# [Problem to solve]
Within the records, find every line that includes the word "entities" and copy it.

Stored data entries
============

//! HTTP middleware

pub mod auth;
pub mod cors;

pub use auth::{AuthContext, JwtAuth};
pub use cors::create_cors;
//! Session token pair issued on sign-in.

use serde::{Deserialize, Serialize};

/// Signed access and refresh tokens for one session.
///
/// Both tokens are opaque to callers; only the token codec can mint or
/// verify them.
#[derive(Debug, Clone, PartialEq, Eq, Serialize, Deserialize)]
pub struct SessionTokens {
    /// Short-lived token used to authenticate API requests
    pub access_token: String,

    /// Longer-lived token used only to mint new access tokens
    pub refresh_token: String,
}

impl SessionTokens {
    pub fn new(access_token: String, refresh_token: String) -> Self {
        Self {
            access_token,
            refresh_token,
        }
    }
}
//! Domain entities

pub mod token;
pub mod user;

pub use token::TokenClaims;
pub use user::{FilteredUser, Role, User};
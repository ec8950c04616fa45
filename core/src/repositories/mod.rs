//! Repository interfaces for data persistence

pub mod user;

pub use user::{MockUserRepository, UserRepository};
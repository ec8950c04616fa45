//! User repository trait defining the interface for user data persistence.
//!
//! The trait is async-first and uses Result types for error handling.
//! Implementations live in the infrastructure layer; the core crate
//! only ships a mock for tests.

use async_trait::async_trait;
use uuid::Uuid;

use crate::domain::entities::user::User;
use crate::errors::DomainError;

/// Repository trait for User entity persistence operations
///
/// Implementations handle the actual database operations while keeping
/// the abstraction boundary between domain and infrastructure layers.
/// Uniqueness of username and email is enforced here: `create` must
/// fail with `AuthError::DuplicateUser` when either collides.
#[async_trait]
pub trait UserRepository: Send + Sync {
    /// Persist a new user
    ///
    /// # Returns
    /// * `Ok(User)` - The stored user
    /// * `Err(DomainError::Auth(AuthError::DuplicateUser))` - Username or email taken
    /// * `Err(DomainError)` - Database error occurred
    async fn create(&self, user: User) -> Result<User, DomainError>;

    /// Find a user by their unique identifier
    ///
    /// # Returns
    /// * `Ok(Some(User))` - User found
    /// * `Ok(None)` - No user found with given ID
    async fn find_by_id(&self, id: Uuid) -> Result<Option<User>, DomainError>;

    /// Find a user by their lowercase username
    async fn find_by_username(&self, username: &str) -> Result<Option<User>, DomainError>;

    /// Update an existing user
    ///
    /// # Returns
    /// * `Ok(User)` - The updated user
    /// * `Err(DomainError::NotFound)` - No user with that ID
    async fn update(&self, user: User) -> Result<User, DomainError>;

    /// Delete a user by ID
    ///
    /// # Returns
    /// * `Ok(true)` - User existed and was removed
    /// * `Ok(false)` - No user with that ID
    async fn delete(&self, id: Uuid) -> Result<bool, DomainError>;
}
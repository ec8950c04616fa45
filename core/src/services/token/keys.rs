//! RS256 key management for JWT signing and verification.
//!
//! Keys arrive as base64-encoded PEM strings in the environment, which
//! keeps multi-line PEM files out of `.env` parsing.

use base64::engine::general_purpose::STANDARD;
use base64::Engine;
use jsonwebtoken::{DecodingKey, EncodingKey};

use crate::errors::{DomainError, TokenError};

/// An RSA signing/verification key pair for one token kind
#[derive(Clone)]
pub struct KeyPair {
    /// Private key for signing JWTs
    encoding_key: EncodingKey,
    /// Public key for verifying JWTs
    decoding_key: DecodingKey,
}

impl std::fmt::Debug for KeyPair {
    fn fmt(&self, f: &mut std::fmt::Formatter<'_>) -> std::fmt::Result {
        // Key material must never appear in logs
        f.debug_struct("KeyPair").finish_non_exhaustive()
    }
}

impl KeyPair {
    /// Creates a key pair from PEM strings
    pub fn from_pem(private_key_pem: &str, public_key_pem: &str) -> Result<Self, DomainError> {
        let encoding_key = EncodingKey::from_rsa_pem(private_key_pem.as_bytes()).map_err(|e| {
            DomainError::Token(TokenError::KeyLoadError {
                message: format!("Invalid private key format: {}", e),
            })
        })?;

        let decoding_key = DecodingKey::from_rsa_pem(public_key_pem.as_bytes()).map_err(|e| {
            DomainError::Token(TokenError::KeyLoadError {
                message: format!("Invalid public key format: {}", e),
            })
        })?;

        Ok(Self {
            encoding_key,
            decoding_key,
        })
    }

    /// Creates a key pair from base64-encoded PEM strings, the form
    /// they take in environment variables
    pub fn from_base64_pem(
        private_key_b64: &str,
        public_key_b64: &str,
    ) -> Result<Self, DomainError> {
        let private_pem = decode_b64(private_key_b64, "private key")?;
        let public_pem = decode_b64(public_key_b64, "public key")?;
        Self::from_pem(&private_pem, &public_pem)
    }

    /// Returns the encoding key for signing JWTs
    pub fn encoding_key(&self) -> &EncodingKey {
        &self.encoding_key
    }

    /// Returns the decoding key for verifying JWTs
    pub fn decoding_key(&self) -> &DecodingKey {
        &self.decoding_key
    }
}

fn decode_b64(value: &str, label: &str) -> Result<String, DomainError> {
    let bytes = STANDARD.decode(value).map_err(|e| {
        DomainError::Token(TokenError::KeyLoadError {
            message: format!("Failed to base64-decode {}: {}", label, e),
        })
    })?;
    String::from_utf8(bytes).map_err(|e| {
        DomainError::Token(TokenError::KeyLoadError {
            message: format!("{} is not valid UTF-8 PEM: {}", label, e),
        })
    })
}

#[cfg(test)]
mod tests {
    use super::*;
    use crate::services::token::service::test_keys;

    #[test]
    fn test_from_pem() {
        assert!(KeyPair::from_pem(test_keys::ACCESS_PRIVATE, test_keys::ACCESS_PUBLIC).is_ok());
    }

    #[test]
    fn test_from_base64_pem() {
        let priv_b64 = STANDARD.encode(test_keys::ACCESS_PRIVATE);
        let pub_b64 = STANDARD.encode(test_keys::ACCESS_PUBLIC);
        assert!(KeyPair::from_base64_pem(&priv_b64, &pub_b64).is_ok());
    }

    #[test]
    fn test_bad_base64_is_key_load_error() {
        let err = KeyPair::from_base64_pem("%%%", "%%%").unwrap_err();
        assert!(matches!(
            err,
            DomainError::Token(TokenError::KeyLoadError { .. })
        ));
    }

    #[test]
    fn test_garbage_pem_is_key_load_error() {
        let err = KeyPair::from_pem("not a pem", "not a pem").unwrap_err();
        assert!(matches!(
            err,
            DomainError::Token(TokenError::KeyLoadError { .. })
        ));
    }
}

============

# [Result of the exercise]
//! Domain entities
use crate::domain::entities::user::User;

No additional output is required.